____ DATA PROVIDED
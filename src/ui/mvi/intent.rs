//! Base trait for intents (user/system actions) in MVI architecture.

/// Marker trait for intent objects.
///
/// Intents represent:
/// - User actions (key presses, paste)
/// - System events (provider responses, timers)
///
/// Intents are processed by reducers to produce new states.
pub trait Intent: Send + 'static {}
use crossterm::cursor::Show;
use crossterm::event::{DisableBracketedPaste, EnableBracketedPaste};
use crossterm::terminal::{
    disable_raw_mode, enable_raw_mode, EnterAlternateScreen, LeaveAlternateScreen,
};
use crossterm::ExecutableCommand;
use parking_lot::Mutex;
use ratatui::backend::CrosstermBackend;
use ratatui::Terminal;
use std::io::{self, Stdout};
use std::sync::Arc;

type Cleanup = Box<dyn FnOnce() + Send + 'static>;

/// Restores the terminal on drop, and from the panic hook if the UI panics
/// first, so a crash never leaves the shell in raw mode.
pub struct TerminalGuard {
    cleanup: Arc<Mutex<Option<Cleanup>>>,
}

impl TerminalGuard {
    fn new(cleanup: Cleanup) -> Self {
        Self {
            cleanup: Arc::new(Mutex::new(Some(cleanup))),
        }
    }

    fn install_panic_hook(&self) {
        let cleanup = Arc::clone(&self.cleanup);
        let default_hook = std::panic::take_hook();
        std::panic::set_hook(Box::new(move |info| {
            if let Some(cleanup) = cleanup.lock().take() {
                cleanup();
            }
            default_hook(info);
        }));
    }

    fn restore(&self) {
        if let Some(cleanup) = self.cleanup.lock().take() {
            cleanup();
        }
    }
}

impl Drop for TerminalGuard {
    fn drop(&mut self) {
        self.restore();
    }
}

/// Enter raw mode and the alternate screen with bracketed paste enabled.
///
/// The cursor stays visible: the input panel positions it at the caret.
pub fn setup_terminal() -> io::Result<(Terminal<CrosstermBackend<Stdout>>, TerminalGuard)> {
    enable_raw_mode()?;
    let mut stdout = io::stdout();
    stdout.execute(EnterAlternateScreen)?;
    stdout.execute(EnableBracketedPaste)?;

    let guard = TerminalGuard::new(Box::new(|| {
        let _ = disable_raw_mode();
        let mut stdout = io::stdout();
        let _ = stdout.execute(DisableBracketedPaste);
        let _ = stdout.execute(LeaveAlternateScreen);
        let _ = stdout.execute(Show);
    }));
    guard.install_panic_hook();

    let backend = CrosstermBackend::new(stdout);
    let terminal = Terminal::new(backend)?;

    Ok((terminal, guard))
}
//! Clipboard access for copying the rewritten notes.

use arboard::Clipboard;
use thiserror::Error;

#[derive(Debug, Error)]
pub enum ClipboardError {
    #[error("Clipboard unavailable: {0}")]
    Unavailable(String),

    #[error("Failed to set clipboard text: {0}")]
    Write(String),
}

/// Destination for copied text.
pub trait ClipboardWriter {
    fn write_text(&mut self, text: &str) -> Result<(), ClipboardError>;
}

/// Handler for the system clipboard.
///
/// The platform clipboard is opened on first use, so a headless session
/// only fails when the user actually tries to copy.
#[derive(Default)]
pub struct SystemClipboard {
    clipboard: Option<Clipboard>,
}

impl SystemClipboard {
    pub fn new() -> Self {
        Self::default()
    }

    fn handle(&mut self) -> Result<&mut Clipboard, ClipboardError> {
        if self.clipboard.is_none() {
            let clipboard =
                Clipboard::new().map_err(|e| ClipboardError::Unavailable(e.to_string()))?;
            self.clipboard = Some(clipboard);
        }
        self.clipboard
            .as_mut()
            .ok_or_else(|| ClipboardError::Unavailable("clipboard not initialised".to_string()))
    }
}

impl ClipboardWriter for SystemClipboard {
    fn write_text(&mut self, text: &str) -> Result<(), ClipboardError> {
        self.handle()?
            .set_text(text.to_string())
            .map_err(|e| ClipboardError::Write(e.to_string()))
    }
}
//! State for the Note Rewriter form.

use crate::ui::mvi::UiState;

use super::error::RewriterError;

/// Everything the form renders, plus the bookkeeping that keeps async
/// completions and timers from acting on a form that has moved on.
#[derive(Debug, Clone, PartialEq, Default)]
pub struct RewriterState {
    pub(super) input: String,
    /// Cursor position in chars, `0..=input.chars().count()`.
    pub(super) cursor: usize,
    pub(super) output: String,
    pub(super) output_scroll: u16,
    pub(super) error: Option<RewriterError>,
    /// Token of the request currently in flight.
    pub(super) in_flight: Option<u64>,
    /// Latest issued request token. Bumped by submit and reset.
    pub(super) generation: u64,
    /// Epoch of the active cooldown.
    pub(super) cooldown: Option<u64>,
    /// Epoch of the active "Copied" badge.
    pub(super) copied: Option<u64>,
    pub(super) last_epoch: u64,
}

impl UiState for RewriterState {}

impl RewriterState {
    pub fn input(&self) -> &str {
        &self.input
    }

    pub fn cursor(&self) -> usize {
        self.cursor
    }

    pub fn output(&self) -> &str {
        &self.output
    }

    pub fn output_scroll(&self) -> u16 {
        self.output_scroll
    }

    pub fn error(&self) -> Option<&RewriterError> {
        self.error.as_ref()
    }

    /// True while a provider call is in flight.
    pub fn is_loading(&self) -> bool {
        self.in_flight.is_some()
    }

    pub fn in_flight_token(&self) -> Option<u64> {
        self.in_flight
    }

    pub fn generation(&self) -> u64 {
        self.generation
    }

    pub fn is_cooling_down(&self) -> bool {
        self.cooldown.is_some()
    }

    pub fn cooldown_epoch(&self) -> Option<u64> {
        self.cooldown
    }

    pub fn is_copied(&self) -> bool {
        self.copied.is_some()
    }

    pub fn copied_epoch(&self) -> Option<u64> {
        self.copied
    }

    /// Whether the rewrite trigger should be shown as enabled.
    pub fn can_submit(&self) -> bool {
        !self.is_loading() && !self.is_cooling_down()
    }

    /// Cursor as (line, column) in chars, for placing the terminal cursor.
    pub fn cursor_line_col(&self) -> (usize, usize) {
        let mut line = 0;
        let mut col = 0;
        for ch in self.input.chars().take(self.cursor) {
            if ch == '\n' {
                line += 1;
                col = 0;
            } else {
                col += 1;
            }
        }
        (line, col)
    }

    /// Byte offset of the cursor within `input`.
    pub(super) fn cursor_byte(&self) -> usize {
        self.input
            .char_indices()
            .nth(self.cursor)
            .map(|(idx, _)| idx)
            .unwrap_or(self.input.len())
    }

    pub(super) fn input_len_chars(&self) -> usize {
        self.input.chars().count()
    }

    pub(super) fn next_epoch(&mut self) -> u64 {
        self.last_epoch = self.last_epoch.wrapping_add(1);
        self.last_epoch
    }
}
________
THE PROBLEM —
Filter the listing down to the lines holding the word "count", and return those.

ANSWER BOX —
    /// Cursor position in chars, `0..=input.chars().count()`.
        self.input.chars().count()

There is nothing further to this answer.